Hoch hinaus mit thermischer Energie
Bekanntlich nutzen Segelflugzeuge thermische Aufwinde, um sich in der Luft zu halten. Wie lange gesegelt werden kann, hängt davon ab, wie gut der Pilot sie erkennt. Ein neuer Ansatz will das ändern. Ausgestattet mit modernster Sensorik und einer auf maschinellem Lernen basierenden Steuerung soll das Segelflugzeug autonom länger und weiter fliegen.
von Fabian Glutz
![]() | Fabian Glutz hat sein Studium der Elektro- und Informationstechnik im Herbst 2020 begonnen und im Sommer 2023 erfolgreich abgeschlossen. Vor dem Bachelorstudium besuchte er die ABB Technikerschule. Aktuell arbeitet er an seiner Masterarbeit am Institut für Sensorik und Elektronik. Daneben arbeitet er bei der Firma Huba Control AG, wo er verschiedenste Sensorsysteme mitentwickelt. |
Für Aufklärungsdrohnen ist es wichtig, möglichst lange autonom fliegen zu können. Aber auch Drohnen zur Tierbeobachtung sollen möglichst leise über einem Gebiet kreisen, damit die Tiere nicht aufgeschreckt werden und flüchten. Die Frage ist also: Wie lassen sich Aufwinde erkennen? Einen neuen Ansatz verfolgt dieses Projekt im Studiengang Elektro- und Informationstechnik. Autonome Flugzeuge sollen allein durch thermische Aufwinde in der Luft gehalten werden. Dazu soll ein System entwickelt werden, das Aufwindzonen detektiert und die Steuerung für eine optimale, lang dauernde Flugroute berechnet.

Echtes Modell, echte Daten und keine Simulation
Als Versuchsobjekt dient ein modernes Modellsegelflugzeug der 4- bis 5-Meter-Klasse. Damit dieses Modell möglichst lange autonom (ohne Handsteuerung) in grosser Höhe fliegt, ist es mit hochpräziser Sensorik wie GPS, Barometer und Airspeed-Sensor ausgestattet. Ein Updraft Estimator soll die Wahrscheinlichkeit von Aufwindbereichen berechnen. Diese Daten werden dann an ein zentrales Steuersystem übermittelt. Dieses verarbeitet zusätzliche Bildinformationen mit Hilfe von maschinellem Lernen, um die Aufwindwahrscheinlichkeiten zu verifizieren und daraus die optimale Flugroute zu ermitteln.

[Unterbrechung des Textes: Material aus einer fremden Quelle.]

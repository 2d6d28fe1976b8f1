mod filler;
mod scramble;

pub use filler::{FillError, FillReport, PuzzleFiller};
pub use scramble::{
    all_goals_cleared, player_can_walk, reverse_step, scramble, swap_element, PlayerVector,
    ScrambleReport,
};
use std::sync::Arc;

use axum::{
    extract::{Path, State},
    http::StatusCode,
    routing::{delete, get, post},
    Json, Router,
};
use chrono::NaiveDate;
use serde::Deserialize;

use crate::db::{CreateMealFood, Meal, MealFood, MealRepository};
use crate::error::{AppError, AppResult};
use crate::routes::auth::AuthUser;
use crate::routes::parse_id;
use crate::AppState;

/// Mounted under `/api`: meals and the foods logged against them.
pub fn router() -> Router<Arc<AppState>> {
    Router::new()
        .route("/meals", get(list_meals).post(create_meal))
        .route("/meals/:id", delete(delete_meal))
        .route("/meals/:id/foods", get(list_meal_foods))
        .route("/meal-foods", post(add_meal_food))
        .route("/meal-foods/:id", delete(delete_meal_food))
}

// ============================================================================
// Request Types
// ============================================================================

#[derive(Debug, Deserialize)]
pub struct CreateMealRequest {
    /// `YYYY-MM-DD` or `MM/DD/YYYY`
    pub date: String,
    pub meal_type: String,
}

fn default_unit() -> String {
    "g".to_string()
}

fn default_serving_size() -> String {
    "100 g".to_string()
}

#[derive(Debug, Deserialize)]
pub struct AddMealFoodRequest {
    pub meal_id: String,
    pub food_id: Option<i64>,
    pub food_name: String,
    pub quantity: f64,
    #[serde(default = "default_unit")]
    pub unit: String,
    #[serde(default)]
    pub calories: i64,
    #[serde(default)]
    pub protein: f64,
    #[serde(default)]
    pub carbs: f64,
    #[serde(default)]
    pub fat: f64,
    #[serde(default)]
    pub fiber: f64,
    #[serde(default)]
    pub sugar: f64,
    #[serde(default)]
    pub sodium: f64,
    #[serde(default)]
    pub calcium: f64,
    #[serde(default)]
    pub iron: f64,
    #[serde(default)]
    pub potassium: f64,
    #[serde(default = "default_serving_size")]
    pub serving_size: String,
}

/// Accepts ISO dates and the US form the web client sends.
pub fn parse_meal_date(raw: &str) -> AppResult<NaiveDate> {
    let raw = raw.trim();
    NaiveDate::parse_from_str(raw, "%Y-%m-%d")
        .or_else(|_| NaiveDate::parse_from_str(raw, "%m/%d/%Y"))
        .map_err(|_| {
            AppError::Validation("date must be YYYY-MM-DD or MM/DD/YYYY".to_string())
        })
}

impl AddMealFoodRequest {
    fn validate(self) -> AppResult<CreateMealFood> {
        let food_name = self.food_name.trim().to_string();
        if food_name.is_empty() {
            return Err(AppError::Validation("food_name is required".to_string()));
        }

        let amounts = [
            self.quantity,
            self.protein,
            self.carbs,
            self.fat,
            self.fiber,
            self.sugar,
            self.sodium,
            self.calcium,
            self.iron,
            self.potassium,
        ];
        if self.calories < 0 || amounts.iter().any(|v| !v.is_finite() || *v < 0.0) {
            return Err(AppError::Validation(
                "quantity, calories and nutrients must not be negative".to_string(),
            ));
        }

        Ok(CreateMealFood {
            meal_id: parse_id(&self.meal_id, "meal")?,
            food_id: self.food_id,
            food_name,
            quantity: self.quantity,
            unit: self.unit.trim().to_string(),
            calories: self.calories,
            protein: self.protein,
            carbs: self.carbs,
            fat: self.fat,
            fiber: self.fiber,
            sugar: self.sugar,
            sodium: self.sodium,
            calcium: self.calcium,
            iron: self.iron,
            potassium: self.potassium,
            serving_size: self.serving_size.trim().to_string(),
        })
    }
}

// ============================================================================
// Handlers
// ============================================================================

async fn create_meal(
    State(state): State<Arc<AppState>>,
    AuthUser(user): AuthUser,
    Json(req): Json<CreateMealRequest>,
) -> AppResult<(StatusCode, Json<Meal>)> {
    let meal_type = req.meal_type.trim().to_lowercase();
    if meal_type.is_empty() {
        return Err(AppError::Validation("meal_type is required".to_string()));
    }
    let date = parse_meal_date(&req.date)?;

    let meal = MealRepository::create(&state.db, &user.id, date, &meal_type, state.now()).await?;
    Ok((StatusCode::CREATED, Json(meal)))
}

async fn list_meals(
    State(state): State<Arc<AppState>>,
    AuthUser(user): AuthUser,
) -> AppResult<Json<Vec<Meal>>> {
    Ok(Json(MealRepository::find_by_user(&state.db, &user.id).await?))
}

async fn delete_meal(
    State(state): State<Arc<AppState>>,
    AuthUser(user): AuthUser,
    Path(id): Path<String>,
) -> AppResult<Json<serde_json::Value>> {
    let id = parse_id(&id, "meal")?;
    if !MealRepository::delete(&state.db, &user.id, &id).await? {
        return Err(AppError::NotFound("Meal not found".to_string()));
    }
    Ok(Json(serde_json::json!({ "message": "Meal deleted successfully" })))
}

async fn list_meal_foods(
    State(state): State<Arc<AppState>>,
    AuthUser(user): AuthUser,
    Path(id): Path<String>,
) -> AppResult<Json<Vec<MealFood>>> {
    let id = parse_id(&id, "meal")?;
    MealRepository::find_by_id(&state.db, &user.id, &id)
        .await?
        .ok_or_else(|| AppError::NotFound("Meal not found".to_string()))?;

    Ok(Json(MealRepository::find_foods(&state.db, &user.id, &id).await?))
}

async fn add_meal_food(
    State(state): State<Arc<AppState>>,
    AuthUser(user): AuthUser,
    Json(req): Json<AddMealFoodRequest>,
) -> AppResult<(StatusCode, Json<MealFood>)> {
    let food = req.validate()?;
    MealRepository::find_by_id(&state.db, &user.id, &food.meal_id)
        .await?
        .ok_or_else(|| AppError::NotFound("Meal not found".to_string()))?;

    let created = MealRepository::add_food(&state.db, &food, state.now()).await?;
    Ok((StatusCode::CREATED, Json(created)))
}

async fn delete_meal_food(
    State(state): State<Arc<AppState>>,
    AuthUser(user): AuthUser,
    Path(id): Path<String>,
) -> AppResult<Json<serde_json::Value>> {
    let id = parse_id(&id, "meal food")?;
    if !MealRepository::delete_food(&state.db, &user.id, &id).await? {
        return Err(AppError::NotFound("Meal food not found".to_string()));
    }
    Ok(Json(serde_json::json!({ "message": "Meal food deleted successfully" })))
}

Die Herausforderung besteht darin, dass Thermik nicht direkt sichtbar ist, sondern nur durch indirekte Hinweise prognostiziert werden kann. So nutzen Pilot:innen ihre Erfahrung über Merkmale wie kreisende Raubvögel, Bodenbeschaffenheit, Vegetation und Wolkenformationen, um Aufwinde auszumachen. Aber kann man solches Erfahrungswissen einer Maschine beibringen? Es gibt Versuche dazu:
- In den 2000er Jahren experimentierte z. B. die NASA in dieser Richtung – allerdings mit wenig Erfolg (siehe hier). Mit der dort verwendeten einfachen Steuerung hielten sich die Flugzeuge in Versuchen zwar bis zu vier Stunden in der Luft, ein aktives Anfliegen von Aufwinden war aber nicht möglich.

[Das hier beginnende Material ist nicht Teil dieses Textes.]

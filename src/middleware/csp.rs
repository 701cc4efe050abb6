use axum::{
    body::Body,
    http::{HeaderName, HeaderValue, Request, Response},
    middleware::Next,
};

/// JSON-only API: nothing may be loaded or framed from responses.
const CSP: &str = "default-src 'none'; frame-ancestors 'none'";

/// Adds security headers to every response unless a handler already set them.
pub async fn csp_middleware(req: Request<Body>, next: Next) -> Response<Body> {
    let mut res = next.run(req).await;

    let defaults = [
        ("content-security-policy", CSP),
        ("referrer-policy", "no-referrer"),
        ("x-content-type-options", "nosniff"),
    ];
    for (name, value) in defaults {
        if res.headers().get(name).is_none() {
            res.headers_mut().insert(
                HeaderName::from_static(name),
                HeaderValue::from_static(value),
            );
        }
    }

    res
}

- Einen ähnlichen Ansatz wie im vorliegenden Projekt verfolgt man am Institut für Flugmechanik und Flugregelung (IFR) der Universität Stuttgart. Das dortige Forscherteam arbeitet ebenfalls mit ML (siehe Link unten). Der Unterschied besteht jedoch darin, dass ihre Steuerung allein auf Wahrscheinlichkeiten beruht. Das heisst, es wird über Simulationen ermittelt, wo Thermik sein könnte. Das Auffinden ist also rein zufällig. Erstaunlicherweise funktioniert ihr Ansatz gut, Flugzeiten bis zu acht Stunden sind möglich. Aber auch in ihrem Projekt konnte noch keine Strecke von A bis Z kontrolliert geflogen werden.

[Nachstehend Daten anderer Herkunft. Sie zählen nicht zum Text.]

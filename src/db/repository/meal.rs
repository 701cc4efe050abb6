use chrono::{NaiveDate, NaiveDateTime};
use sqlx::SqlitePool;
use uuid::Uuid;

use crate::db::models::*;
use crate::error::{AppError, AppResult};

// ============================================================================
// Meal Repository
// ============================================================================

pub struct MealRepository;

const MEAL_FOOD_COLUMNS: &str = "id, meal_id, food_id, food_name, quantity, unit, calories, \
                                 protein, carbs, fat, fiber, sugar, sodium, calcium, iron, \
                                 potassium, serving_size, created_at";

impl MealRepository {
    pub async fn create(
        pool: &SqlitePool,
        user_id: &str,
        meal_date: NaiveDate,
        meal_type: &str,
        now: NaiveDateTime,
    ) -> AppResult<Meal> {
        sqlx::query_as::<_, Meal>(
            r#"
            INSERT INTO meals (id, user_id, meal_date, meal_type, created_at)
            VALUES (?, ?, ?, ?, ?)
            RETURNING id, user_id, meal_date, meal_type, created_at
            "#,
        )
        .bind(Uuid::new_v4().to_string())
        .bind(user_id)
        .bind(meal_date)
        .bind(meal_type)
        .bind(now)
        .fetch_one(pool)
        .await
        .map_err(AppError::Database)
    }

    pub async fn find_by_id(
        pool: &SqlitePool,
        user_id: &str,
        id: &str,
    ) -> AppResult<Option<Meal>> {
        sqlx::query_as::<_, Meal>(
            r#"
            SELECT id, user_id, meal_date, meal_type, created_at
            FROM meals
            WHERE id = ? AND user_id = ?
            "#,
        )
        .bind(id)
        .bind(user_id)
        .fetch_optional(pool)
        .await
        .map_err(AppError::Database)
    }

    pub async fn find_by_user(pool: &SqlitePool, user_id: &str) -> AppResult<Vec<Meal>> {
        sqlx::query_as::<_, Meal>(
            r#"
            SELECT id, user_id, meal_date, meal_type, created_at
            FROM meals
            WHERE user_id = ?
            ORDER BY meal_date DESC, created_at DESC
            "#,
        )
        .bind(user_id)
        .fetch_all(pool)
        .await
        .map_err(AppError::Database)
    }

    /// Deleting a meal removes its foods through the foreign key cascade.
    pub async fn delete(pool: &SqlitePool, user_id: &str, id: &str) -> AppResult<bool> {
        let res = sqlx::query("DELETE FROM meals WHERE id = ? AND user_id = ?")
            .bind(id)
            .bind(user_id)
            .execute(pool)
            .await
            .map_err(AppError::Database)?;

        Ok(res.rows_affected() > 0)
    }

    // ===== Meal foods =====

    /// Caller must have checked that the meal belongs to the user.
    pub async fn add_food(
        pool: &SqlitePool,
        food: &CreateMealFood,
        now: NaiveDateTime,
    ) -> AppResult<MealFood> {
        sqlx::query_as::<_, MealFood>(&format!(
            r#"
            INSERT INTO meal_foods (
                id, meal_id, food_id, food_name, quantity, unit, calories,
                protein, carbs, fat, fiber, sugar, sodium, calcium, iron, potassium,
                serving_size, created_at
            )
            VALUES (?, ?, ?, ?, ?, ?, ?, ?, ?, ?, ?, ?, ?, ?, ?, ?, ?, ?)
            RETURNING {MEAL_FOOD_COLUMNS}
            "#
        ))
        .bind(Uuid::new_v4().to_string())
        .bind(&food.meal_id)
        .bind(food.food_id)
        .bind(&food.food_name)
        .bind(food.quantity)
        .bind(&food.unit)
        .bind(food.calories)
        .bind(food.protein)
        .bind(food.carbs)
        .bind(food.fat)
        .bind(food.fiber)
        .bind(food.sugar)
        .bind(food.sodium)
        .bind(food.calcium)
        .bind(food.iron)
        .bind(food.potassium)
        .bind(&food.serving_size)
        .bind(now)
        .fetch_one(pool)
        .await
        .map_err(AppError::Database)
    }

    /// Foods of a meal owned by `user_id`; empty when the meal is someone else's.
    pub async fn find_foods(
        pool: &SqlitePool,
        user_id: &str,
        meal_id: &str,
    ) -> AppResult<Vec<MealFood>> {
        sqlx::query_as::<_, MealFood>(&format!(
            r#"
            SELECT {MEAL_FOOD_COLUMNS}
            FROM meal_foods
            WHERE meal_id = ?
              AND meal_id IN (SELECT id FROM meals WHERE user_id = ?)
            ORDER BY created_at ASC
            "#
        ))
        .bind(meal_id)
        .bind(user_id)
        .fetch_all(pool)
        .await
        .map_err(AppError::Database)
    }

    pub async fn delete_food(pool: &SqlitePool, user_id: &str, id: &str) -> AppResult<bool> {
        let res = sqlx::query(
            r#"
            DELETE FROM meal_foods
            WHERE id = ?
              AND meal_id IN (SELECT id FROM meals WHERE user_id = ?)
            "#,
        )
        .bind(id)
        .bind(user_id)
        .execute(pool)
        .await
        .map_err(AppError::Database)?;

        Ok(res.rows_affected() > 0)
    }
}

#[cfg(test)]
mod tests {
    use super::*;
    use crate::db::test_support::{at, memory_pool, seed_user};

    #[tokio::test]
    async fn foods_are_scoped_and_cascade_with_meal() {
        let pool = memory_pool().await;
        let owner = seed_user(&pool, "m@example.com").await;
        let other = seed_user(&pool, "x@example.com").await;
        let now = at("2026-07-01 12:00:00");
        let day = NaiveDate::from_ymd_opt(2026, 7, 1).unwrap();

        let meal = MealRepository::create(&pool, &owner.id, day, "lunch", now)
            .await
            .unwrap();
        let food = MealRepository::add_food(
            &pool,
            &CreateMealFood {
                meal_id: meal.id.clone(),
                food_name: "Rice".to_string(),
                quantity: 150.0,
                unit: "g".to_string(),
                calories: 195,
                serving_size: "100 g".to_string(),
                ..Default::default()
            },
            now,
        )
        .await
        .unwrap();

        assert_eq!(
            MealRepository::find_foods(&pool, &owner.id, &meal.id)
                .await
                .unwrap()
                .len(),
            1
        );
        assert!(MealRepository::find_foods(&pool, &other.id, &meal.id)
            .await
            .unwrap()
            .is_empty());
        assert!(!MealRepository::delete_food(&pool, &other.id, &food.id)
            .await
            .unwrap());

        assert!(MealRepository::delete(&pool, &owner.id, &meal.id).await.unwrap());
        let left: i64 = sqlx::query_scalar("SELECT COUNT(*) FROM meal_foods")
            .fetch_one(&pool)
            .await
            .unwrap();
        assert_eq!(left, 0);
    }
}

Das vorliegende Projekt basiert dagegen auf aktuellen und konkret erhobenen Daten, die mit Erfahrungswerten abgeglichen werden. Im Mittelpunkt steht die Bildverarbeitung, die die klassische Auswertung von Sensordaten entscheidend verbessert. Dadurch soll das Flugzeug in der Lage sein, Aufwinde schneller und präziser aufzuspüren und in die Höhe zu steigen. Dies führt zu einer weiteren massiven Erhöhung der Flugdauer.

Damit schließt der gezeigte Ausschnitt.